Marketing’s big fat storytelling problem

Read any marketing job description today, and you’ll bark your shin on a reference to storytelling.

I’ve got nothing against stories. Stories are arguably what drew me into copywriting in the first place.

The problem is that painting marketers as storytellers is like painting jugglers as magicians, or jingles as opera. It embellishes the discipline, unnecessarily and to no good purpose. 

You may point out that it’s our nature to embellish. But not only is storytelling not synonymous with marketing in any way — it’s not even an important skill set for effective marketing. 

Do true stories in marketing exist? Yes. And they are excessively rare. In 20 years on the job, only once have I had the good fortune to be able to write a case study that was an actual story. That’s to say, it had a hero, a heroic struggle, and a genuine “happily ever after” moment, all of which were larger than the solution I was marketing. 

There are also phenomenal examples of pure storytelling in the service of marketing campaigns. But as an in-house marketer, you don’t often get access to that kind of opportunity, especially during times of constrained budgets.

So, if we’re not telling stories, what are we doing? I’ll give you my take — and I welcome yours — but first: three thoughts on why it matters.


#1 It’s a reputational thing

Marketing has a credibility problem, internally within organizations, as well as with the public at large. 

With that in mind, I present this extract from Merriam-Webster: 


storyteller noun

sto·​ry·​tell·​er ˈstȯr-ē-ˌte-lər 

: a teller of stories: such as

a: a relater of anecdotes

b: a reciter of tales (as in a children's library)

c: LIAR, FIBBER

d: a writer of stories

This is … an issue. Calling ourselves storytellers screams “we don’t do data in these parts,” and worse still, buttresses marketing’s brand as the department of hyperbole, spin, and lies.

But wait, there’s more.


#2 There are skill set issues

The effective marketer is equal parts data scientist, psychologist, and communicator. These are skills that can be taught and learned in discrete chunks. Storytelling, on the other hand, is an art that is not easily broken up into teachable components. 

It’s true that there are companies that do offer self-styled courses in marketing storytelling, but what they’re teaching is generally not storytelling. What they’re teaching is the value of emotional connections, empathy, and vivid imagery, in the service of driving brand engagement. 

All of these are qualities of a great story, but they are not in themselves a story. 

Storytelling takes time. It requires undivided attention. There’s a reason the central moment in any story begins with the words: “and then one day …” 

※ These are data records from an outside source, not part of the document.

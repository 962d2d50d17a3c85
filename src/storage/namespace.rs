use std::collections::HashMap;
use std::sync::Arc;

use log::{debug, warn};
use url::Origin;

use super::area::StorageArea;
use super::backing::{AreaBacking, LocalStoreHandle, NamespaceBacking, SessionStoreHandle};
use super::event::EventBus;
use super::ids::{NamespaceId, LOCAL_STORAGE_NAMESPACE_ID, LOCAL_STORAGE_PERSISTENT_ID};
use super::map::StorageMap;
use super::types::origin_key;
use crate::errors::StorageError;

/// A collection of areas keyed by origin.
///
/// The local namespace (id 0) is unique per context and never cloned. Session
/// namespaces carry a persistent id that names them on disk across restarts.
pub struct StorageNamespace {
    id: NamespaceId,
    persistent_id: String,
    backing: Option<NamespaceBacking>,
    areas: HashMap<Origin, StorageArea>,
    quota: usize,
    bus: Arc<EventBus>,
    is_shutdown: bool,
}

impl std::fmt::Debug for StorageNamespace {
    fn fmt(&self, f: &mut std::fmt::Formatter<'_>) -> std::fmt::Result {
        f.debug_struct("StorageNamespace")
            .field("id", &self.id)
            .field("persistent_id", &self.persistent_id)
            .field("areas", &self.areas.len())
            .finish_non_exhaustive()
    }
}

impl StorageNamespace {
    pub(crate) fn new_local(db: Option<LocalStoreHandle>, quota: usize, bus: Arc<EventBus>) -> Self {
        Self {
            id: LOCAL_STORAGE_NAMESPACE_ID,
            persistent_id: LOCAL_STORAGE_PERSISTENT_ID.to_string(),
            backing: db.map(NamespaceBacking::Local),
            areas: HashMap::new(),
            quota,
            bus,
            is_shutdown: false,
        }
    }

    pub(crate) fn new_session(
        id: NamespaceId,
        persistent_id: String,
        db: Option<SessionStoreHandle>,
        quota: usize,
        bus: Arc<EventBus>,
    ) -> Self {
        Self {
            id,
            backing: db.map(|db| NamespaceBacking::Session { db, persistent_id: persistent_id.clone() }),
            persistent_id,
            areas: HashMap::new(),
            quota,
            bus,
            is_shutdown: false,
        }
    }

    pub fn id(&self) -> NamespaceId {
        self.id
    }

    pub fn persistent_id(&self) -> &str {
        &self.persistent_id
    }

    pub fn is_local(&self) -> bool {
        self.id.is_local()
    }

    pub fn is_backed(&self) -> bool {
        self.backing.is_some()
    }

    pub fn is_shutdown(&self) -> bool {
        self.is_shutdown
    }

    /// Returns the area for `origin`, creating it on first use.
    pub fn open_area(&mut self, origin: &Origin) -> Result<&mut StorageArea, StorageError> {
        if !self.areas.contains_key(origin) {
            let backing = self.area_backing(origin)?;
            let mut area = StorageArea::new(self.id, origin.clone(), backing, self.quota, self.bus.clone());
            if self.is_shutdown {
                area.shutdown();
            }
            self.areas.insert(origin.clone(), area);
        }
        self.areas.get_mut(origin).ok_or(StorageError::OpaqueOrigin)
    }

    /// The area for `origin` if it has been opened.
    pub fn get_open_area(&self, origin: &Origin) -> Option<&StorageArea> {
        self.areas.get(origin)
    }

    pub fn get_open_area_mut(&mut self, origin: &Origin) -> Option<&mut StorageArea> {
        self.areas.get_mut(origin)
    }

    pub fn origins(&self) -> Vec<Origin> {
        self.areas.keys().cloned().collect()
    }

    pub fn area_count(&self) -> usize {
        self.areas.len()
    }

    /// Produces a session namespace whose areas share this namespace's maps.
    ///
    /// Pending changes are committed and the on-disk namespace is cloned first,
    /// so areas that were never opened here are still carried over on disk.
    pub(crate) fn clone_to(&mut self, new_id: NamespaceId, new_persistent_id: String) -> StorageNamespace {
        self.commit_dirty();

        let db = match &self.backing {
            Some(NamespaceBacking::Session { db, .. }) => Some(db.clone()),
            _ => None,
        };
        let mut disk_clone_failed = false;
        if let Some(db) = &db {
            if let Err(e) = db.clone_namespace(&self.persistent_id, &new_persistent_id) {
                warn!("failed to clone namespace {} on disk: {e:#}", self.persistent_id);
                disk_clone_failed = true;
            }
        }

        let mut clone = StorageNamespace::new_session(new_id, new_persistent_id, db, self.quota, self.bus.clone());
        for (origin, area) in self.areas.iter_mut() {
            // Opaque origins never make it into the table.
            let Ok(backing) = clone.area_backing(origin) else { continue };
            // The disk copy missed whatever the source still has pending.
            let dirty = area.has_uncommitted_changes();
            let mut copy = area.shallow_copy(new_id, backing);
            if disk_clone_failed || dirty {
                copy.schedule_full_commit();
            }
            clone.areas.insert(origin.clone(), copy);
        }

        debug!("cloned namespace {} into {} ({} areas)", self.id, new_id, clone.areas.len());
        clone
    }

    /// Wipes `origin` from memory and disk. The area, if open, is dropped.
    pub(crate) fn delete_origin(&mut self, origin: &Origin) {
        if let Some(mut area) = self.areas.remove(origin) {
            area.delete_origin();
            return;
        }
        match self.area_backing(origin) {
            Ok(Some(backing)) => {
                if let Err(e) = backing.delete() {
                    warn!("failed to delete {} from namespace {}: {e:#}", origin.ascii_serialization(), self.id);
                }
            }
            Ok(None) => {}
            Err(e) => warn!("cannot delete origin from namespace {}: {e}", self.id),
        }
    }

    pub(crate) fn commit_dirty(&mut self) {
        for area in self.areas.values_mut() {
            area.commit_changes();
        }
    }

    pub fn has_uncommitted_changes(&self) -> bool {
        self.areas.values().any(StorageArea::has_uncommitted_changes)
    }

    pub(crate) fn purge_memory(&mut self) {
        for area in self.areas.values_mut() {
            area.purge();
        }
    }

    /// Commits everything and stops accepting mutations.
    pub(crate) fn shutdown(&mut self) {
        for area in self.areas.values_mut() {
            area.shutdown();
        }
        self.is_shutdown = true;
    }

    /// Drops the store handle from the namespace and its areas. Used after shutdown.
    pub(crate) fn release_backing(&mut self) {
        for area in self.areas.values_mut() {
            area.release_backing();
        }
        self.backing = None;
    }

    pub(crate) fn maps(&self) -> impl Iterator<Item = &Arc<StorageMap>> {
        self.areas.values().map(StorageArea::map)
    }

    fn area_backing(&self, origin: &Origin) -> Result<Option<AreaBacking>, StorageError> {
        let key = origin_key(origin)?;
        Ok(self.backing.clone().map(|b| AreaBacking::new(b, key)))
    }
}

#[cfg(test)]
mod tests {
    use super::*;
    use crate::storage::backing::testing::FlakySessionStore;
    use crate::storage::backing::SessionStorageDatabase;
    use crate::storage::session::in_memory::InMemorySessionStorageDatabase;
    use url::Url;

    fn o(s: &str) -> Origin {
        Url::parse(s).expect("valid URL").origin()
    }

    fn page() -> Url {
        Url::parse("https://a.test/").unwrap()
    }

    fn session(id: i64, pid: &str, db: Option<SessionStoreHandle>) -> StorageNamespace {
        StorageNamespace::new_session(NamespaceId::new(id), pid.into(), db, 1 << 20, Arc::new(EventBus::new()))
    }

    #[test]
    fn areas_are_created_on_demand() {
        let mut ns = session(1, "p1", None);
        assert!(ns.get_open_area(&o("https://a.test")).is_none());

        ns.open_area(&o("https://a.test")).unwrap().set_item("k", "v", &page()).unwrap();
        assert_eq!(ns.area_count(), 1);

        // same origin, same area
        let area = ns.open_area(&o("https://a.test/other/path")).unwrap();
        assert_eq!(area.get_item("k").as_deref(), Some("v"));
        assert_eq!(ns.area_count(), 1);
    }

    #[test]
    fn opaque_origin_is_rejected() {
        let mut ns = session(1, "p1", None);
        let opaque = Url::parse("data:text/plain,x").unwrap().origin();
        assert!(matches!(ns.open_area(&opaque), Err(StorageError::OpaqueOrigin)));
        assert_eq!(ns.area_count(), 0);
    }

    #[test]
    fn local_namespace_uses_sentinel_ids() {
        let ns = StorageNamespace::new_local(None, 1024, Arc::new(EventBus::new()));
        assert!(ns.is_local());
        assert_eq!(ns.persistent_id(), LOCAL_STORAGE_PERSISTENT_ID);
    }

    #[test]
    fn clone_shares_maps_then_diverges() {
        let origin = o("https://a.test");
        let mut src = session(1, "p1", None);
        src.open_area(&origin).unwrap().set_item("k", "v", &page()).unwrap();

        let mut dst = src.clone_to(NamespaceId::new(2), "p2".into());
        assert_eq!(dst.id(), NamespaceId::new(2));
        assert_eq!(dst.persistent_id(), "p2");
        assert!(src.get_open_area(&origin).unwrap().shares_map_with(dst.get_open_area(&origin).unwrap()));

        src.open_area(&origin).unwrap().set_item("k", "changed", &page()).unwrap();
        assert_eq!(dst.open_area(&origin).unwrap().get_item("k").as_deref(), Some("v"));
        assert_eq!(src.open_area(&origin).unwrap().get_item("k").as_deref(), Some("changed"));
        assert!(!src.get_open_area(&origin).unwrap().shares_map_with(dst.get_open_area(&origin).unwrap()));
    }

    #[test]
    fn clone_copies_unopened_areas_on_disk() {
        let db = Arc::new(InMemorySessionStorageDatabase::new());
        let mut seed = crate::storage::backing::CommitBatch::default();
        seed.changed_values.insert("k".into(), Some("disk".into()));
        db.commit_area("p1", "https://cold.test", &seed).unwrap();

        let mut src = session(1, "p1", Some(db.clone()));
        src.open_area(&o("https://hot.test")).unwrap().set_item("h", "1", &page()).unwrap();

        let mut dst = src.clone_to(NamespaceId::new(2), "p2".into());
        assert_eq!(db.read_origins("p2").unwrap(), vec!["https://cold.test", "https://hot.test"]);
        assert_eq!(dst.open_area(&o("https://cold.test")).unwrap().get_item("k").as_deref(), Some("disk"));
        assert_eq!(dst.open_area(&o("https://hot.test")).unwrap().get_item("h").as_deref(), Some("1"));
    }

    #[test]
    fn delete_origin_drops_area_and_disk_data() {
        let db = Arc::new(InMemorySessionStorageDatabase::new());
        let mut ns = session(1, "p1", Some(db.clone()));
        ns.open_area(&o("https://a.test")).unwrap().set_item("k", "v", &page()).unwrap();
        ns.commit_dirty();
        assert!(!ns.has_uncommitted_changes());

        ns.delete_origin(&o("https://a.test"));
        assert_eq!(ns.area_count(), 0);
        assert!(db.read_area("p1", "https://a.test").unwrap().is_empty());
    }

    #[test]
    fn shutdown_applies_to_new_areas() {
        let mut ns = session(1, "p1", None);
        ns.shutdown();
        let area = ns.open_area(&o("https://late.test")).unwrap();
        assert!(matches!(area.set_item("k", "v", &page()), Err(StorageError::ShutDown)));
    }

    #[test]
    fn clone_rewrites_destination_when_disk_clone_fails() {
        let db = Arc::new(FlakySessionStore::default());
        let origin = o("https://a.test");
        let mut src = session(1, "p1", Some(db.clone()));
        src.open_area(&origin).unwrap().set_item("k", "v", &page()).unwrap();
        src.commit_dirty();

        db.set_failing(true);
        let mut dst = src.clone_to(NamespaceId::new(2), "p2".into());
        assert!(dst.has_uncommitted_changes());
        assert_eq!(db.inner.read_namespace_ids().unwrap(), vec!["p1"]);

        db.set_failing(false);
        dst.commit_dirty();
        assert_eq!(db.inner.read_area("p2", "https://a.test").unwrap()["k"], "v");
    }

    #[test]
    fn clone_carries_values_the_source_failed_to_commit() {
        let db = Arc::new(FlakySessionStore::default());
        let origin = o("https://a.test");
        let mut src = session(1, "p1", Some(db.clone()));
        src.open_area(&origin).unwrap().set_item("k", "v1", &page()).unwrap();
        src.commit_dirty();
        src.open_area(&origin).unwrap().set_item("k", "v2", &page()).unwrap();

        // the disk clone succeeds but copies the stale v1
        db.set_failing_commits(true);
        let mut dst = src.clone_to(NamespaceId::new(2), "p2".into());
        assert_eq!(db.inner.read_area("p2", "https://a.test").unwrap()["k"], "v1");

        db.set_failing_commits(false);
        dst.shutdown();
        assert_eq!(db.inner.read_area("p2", "https://a.test").unwrap()["k"], "v2");
        src.shutdown();
        assert_eq!(db.inner.read_area("p1", "https://a.test").unwrap()["k"], "v2");
    }

    #[test]
    fn released_namespace_drops_its_store() {
        let db = Arc::new(InMemorySessionStorageDatabase::new());
        let mut ns = session(1, "p1", Some(db.clone()));
        ns.open_area(&o("https://a.test")).unwrap().set_item("k", "v", &page()).unwrap();
        ns.shutdown();
        ns.release_backing();

        assert!(!ns.is_backed());
        assert_eq!(Arc::strong_count(&db), 1);
        assert_eq!(db.read_area("p1", "https://a.test").unwrap()["k"], "v");
    }
}
use std::collections::BTreeMap;
use std::sync::Arc;

use log::debug;
use tokio::sync::{mpsc, oneshot};
use url::{Origin, Url};

use super::command::StorageCommand;
use super::event::{BroadcastObserver, ObserverId, StorageObserver, Subscription};
use super::ids::{self, NamespaceId, SessionIdAllocator};
use super::types::{LocalStorageUsageInfo, MemoryUsage, SessionStorageUsageInfo};
use crate::errors::StorageError;

/// Cheap, cloneable access to a running [`StorageWorker`](super::StorageWorker)
/// from any thread or task.
///
/// Id allocation happens right here, without a round trip. Everything else is
/// queued on the background sequence and answered over a oneshot channel.
#[derive(Clone)]
pub struct StorageHandle {
    cmd_tx: mpsc::Sender<StorageCommand>,
    allocator: Arc<SessionIdAllocator>,
}

impl std::fmt::Debug for StorageHandle {
    fn fmt(&self, f: &mut std::fmt::Formatter<'_>) -> std::fmt::Result {
        f.debug_struct("StorageHandle")
            .field("cmd_tx", &self.cmd_tx)
            .finish_non_exhaustive()
    }
}

impl StorageHandle {
    pub(crate) fn new(cmd_tx: mpsc::Sender<StorageCommand>, allocator: Arc<SessionIdAllocator>) -> Self {
        Self { cmd_tx, allocator }
    }

    pub fn allocate_session_id(&self) -> NamespaceId {
        self.allocator.allocate()
    }

    pub fn allocate_persistent_session_id(&self) -> String {
        ids::allocate_persistent_session_id()
    }

    /// True once the worker has gone away.
    pub fn is_closed(&self) -> bool {
        self.cmd_tx.is_closed()
    }

    async fn send(&self, cmd: StorageCommand) -> Result<(), StorageError> {
        self.cmd_tx.send(cmd).await.map_err(|_| StorageError::ChannelClosed)
    }

    async fn request<T>(&self, make: impl FnOnce(oneshot::Sender<T>) -> StorageCommand) -> Result<T, StorageError> {
        let (tx, rx) = oneshot::channel();
        self.send(make(tx)).await?;
        rx.await.map_err(|_| StorageError::ChannelClosed)
    }

    // ---------- namespaces ----------

    pub async fn create_session_namespace(&self, id: NamespaceId, persistent_id: &str) -> Result<(), StorageError> {
        let persistent_id = persistent_id.to_string();
        self.request(|reply| StorageCommand::CreateSessionNamespace { id, persistent_id, reply }).await?
    }

    pub async fn clone_session_namespace(
        &self,
        existing_id: NamespaceId,
        new_id: NamespaceId,
        new_persistent_id: &str,
    ) -> Result<(), StorageError> {
        let new_persistent_id = new_persistent_id.to_string();
        self.request(|reply| StorageCommand::CloneSessionNamespace { existing_id, new_id, new_persistent_id, reply })
            .await?
    }

    pub async fn delete_session_namespace(&self, id: NamespaceId, should_persist_data: bool) -> Result<(), StorageError> {
        self.request(|reply| StorageCommand::DeleteSessionNamespace { id, should_persist_data, reply }).await?
    }

    // ---------- areas ----------

    pub async fn length(&self, namespace_id: NamespaceId, origin: &Origin) -> Result<usize, StorageError> {
        let origin = origin.clone();
        self.request(|reply| StorageCommand::Length { namespace_id, origin, reply }).await?
    }

    pub async fn key(&self, namespace_id: NamespaceId, origin: &Origin, index: usize) -> Result<Option<String>, StorageError> {
        let origin = origin.clone();
        self.request(|reply| StorageCommand::Key { namespace_id, origin, index, reply }).await?
    }

    pub async fn get_item(&self, namespace_id: NamespaceId, origin: &Origin, key: &str) -> Result<Option<String>, StorageError> {
        let (origin, key) = (origin.clone(), key.to_string());
        self.request(|reply| StorageCommand::GetItem { namespace_id, origin, key, reply }).await?
    }

    /// Returns the previous value.
    pub async fn set_item(
        &self,
        namespace_id: NamespaceId,
        origin: &Origin,
        key: &str,
        value: &str,
        page_url: &Url,
    ) -> Result<Option<String>, StorageError> {
        let (origin, key, value, page_url) = (origin.clone(), key.to_string(), value.to_string(), page_url.clone());
        self.request(|reply| StorageCommand::SetItem { namespace_id, origin, key, value, page_url, reply })
            .await?
    }

    pub async fn remove_item(
        &self,
        namespace_id: NamespaceId,
        origin: &Origin,
        key: &str,
        page_url: &Url,
    ) -> Result<Option<String>, StorageError> {
        let (origin, key, page_url) = (origin.clone(), key.to_string(), page_url.clone());
        self.request(|reply| StorageCommand::RemoveItem { namespace_id, origin, key, page_url, reply }).await?
    }

    pub async fn clear(&self, namespace_id: NamespaceId, origin: &Origin, page_url: &Url) -> Result<bool, StorageError> {
        let (origin, page_url) = (origin.clone(), page_url.clone());
        self.request(|reply| StorageCommand::Clear { namespace_id, origin, page_url, reply }).await?
    }

    pub async fn snapshot(&self, namespace_id: NamespaceId, origin: &Origin) -> Result<BTreeMap<String, String>, StorageError> {
        let origin = origin.clone();
        self.request(|reply| StorageCommand::Snapshot { namespace_id, origin, reply }).await?
    }

    // ---------- observers ----------

    pub async fn add_event_observer(&self, observer: Arc<dyn StorageObserver>) -> Result<ObserverId, StorageError> {
        self.request(|reply| StorageCommand::AddObserver { observer, reply }).await
    }

    pub async fn remove_event_observer(&self, id: ObserverId) -> Result<bool, StorageError> {
        self.request(|reply| StorageCommand::RemoveObserver { id, reply }).await
    }

    /// Registers a broadcast observer and returns a receiver for its events.
    pub async fn subscribe(&self, capacity: usize) -> Result<(ObserverId, Subscription), StorageError> {
        let observer = Arc::new(BroadcastObserver::new(capacity));
        let rx = observer.subscribe();
        let id = self.add_event_observer(observer).await?;
        Ok((id, rx))
    }

    // ---------- usage and deletion ----------

    pub async fn local_storage_usage(&self, include_last_modified: bool) -> Result<Vec<LocalStorageUsageInfo>, StorageError> {
        self.request(|reply| StorageCommand::LocalStorageUsage { include_last_modified, reply }).await
    }

    pub async fn session_storage_usage(&self) -> Result<Vec<SessionStorageUsageInfo>, StorageError> {
        self.request(|reply| StorageCommand::SessionStorageUsage { reply }).await
    }

    pub async fn delete_local_storage(&self, origin: &Origin) -> Result<(), StorageError> {
        let origin = origin.clone();
        self.request(|reply| StorageCommand::DeleteLocalStorage { origin, reply }).await?
    }

    pub async fn delete_session_storage(&self, usage: &SessionStorageUsageInfo) -> Result<(), StorageError> {
        let usage = usage.clone();
        self.request(|reply| StorageCommand::DeleteSessionStorage { usage, reply }).await?
    }

    // ---------- flags and lifecycle ----------

    pub async fn set_force_keep_session_state(&self) -> Result<(), StorageError> {
        self.send(StorageCommand::SetForceKeepSessionState).await
    }

    pub async fn set_save_session_storage_on_disk(&self) -> Result<(), StorageError> {
        self.request(|reply| StorageCommand::SetSaveSessionStorageOnDisk { reply }).await?
    }

    pub async fn protect_persistent_session_id(&self, persistent_id: &str) -> Result<(), StorageError> {
        let persistent_id = persistent_id.to_string();
        self.send(StorageCommand::ProtectPersistentSessionId { persistent_id }).await
    }

    pub async fn start_scavenging_unused_session_storage(&self) -> Result<(), StorageError> {
        self.send(StorageCommand::StartScavengingUnusedSessionStorage).await
    }

    /// Asks the worker to commit dirty areas. Never waits; when the queue is
    /// full the periodic commit picks the changes up instead.
    pub fn flush(&self) {
        if let Err(e) = self.cmd_tx.try_send(StorageCommand::Flush) {
            debug!("flush request dropped: {e}");
        }
    }

    pub async fn purge_memory(&self) -> Result<(), StorageError> {
        self.send(StorageCommand::PurgeMemory).await
    }

    pub async fn memory_usage(&self) -> Result<MemoryUsage, StorageError> {
        self.request(|reply| StorageCommand::MemoryUsage { reply }).await
    }

    /// Commits everything and stops accepting mutations. Resolves once the worker is done.
    pub async fn shutdown(&self) -> Result<(), StorageError> {
        self.request(|reply| StorageCommand::Shutdown { reply }).await
    }
}
//! Storage context configuration.
//!
//! `ContextConfig` controls where a [`StorageContext`](crate::storage::StorageContext)
//! keeps its data on disk and how the background sequence paces its work.
//!
//! `ContextConfig` provides sensible defaults via [`Default`] and a fluent
//! [`ContextConfig::builder()`] for customization with validation.
//!
//! # Examples
//!
//! ## Use defaults (no disk backing)
//! ```rust
//! use gosub_dom_storage::config::ContextConfig;
//! let cfg = ContextConfig::default();
//! assert!(cfg.localstorage_directory.is_none());
//! ```
//!
//! ## Customize with the builder
//! ```rust
//! use std::time::Duration;
//! use gosub_dom_storage::config::ContextConfig;
//! # fn main() -> Result<(), Box<dyn std::error::Error>> {
//! let cfg = ContextConfig::builder()
//!     .localstorage_directory("/tmp/profile/Local Storage")
//!     .sessionstorage_directory("/tmp/profile/Session Storage")
//!     .commit_interval(Duration::from_secs(2))
//!     .build()?; // returns Result<ContextConfig, ContextConfigError>
//! # Ok(()) }
//! ```
//!
//! # Fields (summary)
//! - `localstorage_directory`: Where local storage lives. `None` (or an empty path) means memory only.
//! - `sessionstorage_directory`: Where session storage lives. Same rule as above.
//! - `per_area_quota`: Maximum bytes per area, keys and values counted as UTF-16 (default: 10 MiB).
//! - `commit_interval`: How often the worker writes dirty areas to disk (default: 5s).
//! - `scavenge_delay`: Delay before scavenging of unused session storage begins (default: 60s).
//! - `channel_capacity`: Capacity of the command channel feeding the worker (default: 64).

use std::fmt;
use std::path::PathBuf;
use std::time::Duration;

pub const DEFAULT_PER_AREA_QUOTA: usize = 10 * 1024 * 1024;
pub const DEFAULT_COMMIT_INTERVAL: Duration = Duration::from_secs(5);
pub const DEFAULT_SCAVENGE_DELAY: Duration = Duration::from_secs(60);
pub const DEFAULT_CHANNEL_CAPACITY: usize = 64;

#[derive(Debug, Clone)]
pub struct ContextConfig {
    pub localstorage_directory: Option<PathBuf>,
    pub sessionstorage_directory: Option<PathBuf>,
    pub per_area_quota: usize,
    pub commit_interval: Duration,
    pub scavenge_delay: Duration,
    pub channel_capacity: usize,
}

impl Default for ContextConfig {
    fn default() -> Self {
        Self {
            localstorage_directory: None,
            sessionstorage_directory: None,
            per_area_quota: DEFAULT_PER_AREA_QUOTA,
            commit_interval: DEFAULT_COMMIT_INTERVAL,
            scavenge_delay: DEFAULT_SCAVENGE_DELAY,
            channel_capacity: DEFAULT_CHANNEL_CAPACITY,
        }
    }
}

impl ContextConfig {
    pub fn builder() -> ContextConfigBuilder {
        ContextConfigBuilder::default()
    }
}

/// Empty paths mean "no disk backing" (incognito).
fn non_empty(path: PathBuf) -> Option<PathBuf> {
    if path.as_os_str().is_empty() {
        None
    } else {
        Some(path)
    }
}

/// Builder for [`ContextConfig`], mirroring the zone config builder.
#[derive(Debug, Clone, Default)]
pub struct ContextConfigBuilder {
    inner: ContextConfig,
}

impl ContextConfigBuilder {
    #[inline]
    fn map(mut self, f: impl FnOnce(&mut ContextConfig)) -> Self {
        f(&mut self.inner);
        self
    }

    pub fn localstorage_directory<P: Into<PathBuf>>(self, dir: P) -> Self { self.map(|c| c.localstorage_directory = non_empty(dir.into())) }
    pub fn sessionstorage_directory<P: Into<PathBuf>>(self, dir: P) -> Self { self.map(|c| c.sessionstorage_directory = non_empty(dir.into())) }
    pub fn per_area_quota(self, bytes: usize) -> Self { self.map(|c| c.per_area_quota = bytes) }
    pub fn commit_interval(self, every: Duration) -> Self { self.map(|c| c.commit_interval = every) }
    pub fn scavenge_delay(self, delay: Duration) -> Self { self.map(|c| c.scavenge_delay = delay) }
    pub fn channel_capacity(self, n: usize) -> Self { self.map(|c| c.channel_capacity = n) }

    /// Apply multiple changes in one go.
    pub fn with(self, f: impl FnOnce(&mut ContextConfig)) -> Self { self.map(f) }

    /// Validate and build the final config.
    pub fn build(self) -> Result<ContextConfig, ContextConfigError> {
        validate(&self.inner)?;
        Ok(self.inner)
    }
}

// ---------- Validation ----------

#[derive(Debug, Clone, PartialEq)]
pub enum ContextConfigError {
    ZeroQuota,
    ZeroCommitInterval,
    ZeroChannelCapacity,
}

impl fmt::Display for ContextConfigError {
    fn fmt(&self, f: &mut fmt::Formatter<'_>) -> fmt::Result {
        match self {
            ContextConfigError::ZeroQuota =>
                write!(f, "per_area_quota must be at least 1 byte"),
            ContextConfigError::ZeroCommitInterval =>
                write!(f, "commit_interval must be non-zero"),
            ContextConfigError::ZeroChannelCapacity =>
                write!(f, "channel_capacity must be at least 1"),
        }
    }
}
impl std::error::Error for ContextConfigError {}

pub(crate) fn validate(c: &ContextConfig) -> Result<(), ContextConfigError> {
    if c.per_area_quota == 0 {
        return Err(ContextConfigError::ZeroQuota);
    }
    if c.commit_interval.is_zero() {
        return Err(ContextConfigError::ZeroCommitInterval);
    }
    if c.channel_capacity == 0 {
        return Err(ContextConfigError::ZeroChannelCapacity);
    }
    Ok(())
}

Indeed, the approach of master storyteller Charles Dickens was simple: “Make ‘em laugh. Make ‘em cry. But above all … make ‘em wait.”

No marketer has that luxury. 

Indeed, we consume eye-tracking studies that show us exactly what our audience doesn’t see. Conscious of the background noise and distraction embedded in today’s world, we deliver ever smaller bite-size promos. We’re on constant watch for ever more muscular CTAs that tap ever deeper into the lizard brain. 

As I say, marketers are built on data, psychology, and communication — those are the concrete skillsets new marketers should be acquiring, rather than the fuzzy art of storytelling. 

Which brings me to my final point.


#3 “Storytelling” misses the mark

If brevity is the soul of good marketing, precision is its well-toned musculature. 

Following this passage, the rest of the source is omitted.